Monday, June 10, 2013

Steve Yankou

Occupy the Pipeline: Divest from TD Bank, March 23, 2013
Photo: Stacy Lanyon

I had been meaning to get around to going to the park, and after the pepper spray videos went up, I showed up the next day. I stopped making excuses for myself and said, “This is important.” More largely, what drew me was what was at the time a more vague sense about what was wrong with the system. My activism beforehand had mostly been related to the Green Party and Ralph Nader support, but it was only occasional. This movement spoke to everything that I thought was wrong, which I think is what I liked about the Nader candidacy. Clearly, he never really had a chance of winning, but it addressed the environment, economics, the military, a wider range of things. So Occupy presented a chance to stand for a lot of things that at once united a lot of people, and that’s what drew me to the movement. My first day at the park was the day of the publicity stunt that Radiohead was going to be performing in Zuccotti, which I hadn’t heard, but everyone was making signs, and one guys was walking around with a sign that said, “Where’s Radiohead?” It was only a few days later that the Brooklyn Bridge arrests happened.

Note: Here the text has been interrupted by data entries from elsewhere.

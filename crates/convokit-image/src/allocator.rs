use crate::error::ImageError;

/// Allocate a vector of `len` elements filled with `val`.
///
/// Unlike `vec![val; len]` this reports allocation failure instead of aborting,
/// so that callers can surface it as a recoverable error.
///
/// # Arguments
///
/// * `len` - The number of elements.
/// * `val` - The value to fill the vector with.
///
/// # Errors
///
/// Returns [`ImageError::AllocationFailed`] with the requested size in bytes if
/// the memory could not be reserved.
pub fn try_vec_from_elem<T: Clone>(len: usize, val: T) -> Result<Vec<T>, ImageError> {
    let mut data = Vec::new();
    data.try_reserve_exact(len)
        .map_err(|_| ImageError::AllocationFailed(len.saturating_mul(std::mem::size_of::<T>())))?;
    data.resize(len, val);
    Ok(data)
}

/// Copy a slice into a newly allocated vector, reporting allocation failure.
///
/// # Errors
///
/// Returns [`ImageError::AllocationFailed`] if the memory could not be reserved.
pub fn try_vec_from_slice<T: Clone>(src: &[T]) -> Result<Vec<T>, ImageError> {
    let mut data = Vec::new();
    data.try_reserve_exact(src.len()).map_err(|_| {
        ImageError::AllocationFailed(src.len().saturating_mul(std::mem::size_of::<T>()))
    })?;
    data.extend_from_slice(src);
    Ok(data)
}

#[cfg(test)]
mod tests {
    use super::*;

    #[test]
    fn test_try_vec_from_elem() -> Result<(), ImageError> {
        let data = try_vec_from_elem(6, 7u8)?;
        assert_eq!(data, vec![7u8; 6]);
        Ok(())
    }

    #[test]
    fn test_try_vec_from_elem_overflow() {
        let res = try_vec_from_elem(usize::MAX, 0u64);
        assert!(matches!(res, Err(ImageError::AllocationFailed(_))));
    }

    #[test]
    fn test_try_vec_from_slice() -> Result<(), ImageError> {
        let data = try_vec_from_slice(&[1.0f64, 2.0, 3.0])?;
        assert_eq!(data, vec![1.0, 2.0, 3.0]);
        Ok(())
    }
}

Like many people, the first thing I saw was pictures online, and I was a little bit confused because it was just such a variety of messages. I was trying to figure out what it was all about, what the main idea was, and it didn’t really sink in until I stepped into the park that the variety of messages was not to the detriment of the movement but in fact what made it unique and what made it interesting. I met with a friend I had known for years, and she told me how great the meetings were going and how the process was such a beautiful thing, and I really found it to be a magical place. If you wanted to do a protest at any point in the week, you could just show up, and you’d be part of something that felt valid and that people actually paid attention to. That had never happened before in my life. If you were free on Thursday from 7-9, you could go down there, and there would be something going on. Maybe Naomi Kline would be speaking. Maybe there was a march to Times Square.  Whatever it was, there was always something, and how incredible that was. Simply being in the park was a protest itself. My impression of the park is that it provided an outlet for people who knew that there was something wrong and wanted to do something about it. Literally, all you had to do was show up, and you would be put to work. That’s what was so magical about it.

My hope is that Occupy Wall Street is looked back on decades, centuries down the line as an important awakening and one of many steps towards the direction of an envisioning of a post capitalist world. It used to be the case centuries ago that slavery was widely accepted as the norm of how economies worked. Slavery was the norm. It was rarely questioned. It was just the way it was, and that was gradually, to some extent, phased out. Not that there isn’t still slavery today. There certainly is, but it became no longer the norm. Vaguely, that was replaced by Feudalism. Feudalism was gradually phased out by these little pockets of this new free way of living called capitalism. Capitalism in these tiny little pockets replaced Feudalism where enlightened people realized that it doesn’t matter who was your serf or who was your lord. If you have an asset, you can sell it to whoever you want, however you want, and what a wonderful step in the right direction that was. Now, hopefully we’re at another point. Call it whatever you want. I prefer collectivism, perhaps socialism, perhaps anarchy. All of these kind of ideas seem to point towards a similar idea of people empowering themselves, and by empowering themselves, I might mean without government. I might mean with government. It doesn’t particularly matter, but to step beyond the control of the 1%.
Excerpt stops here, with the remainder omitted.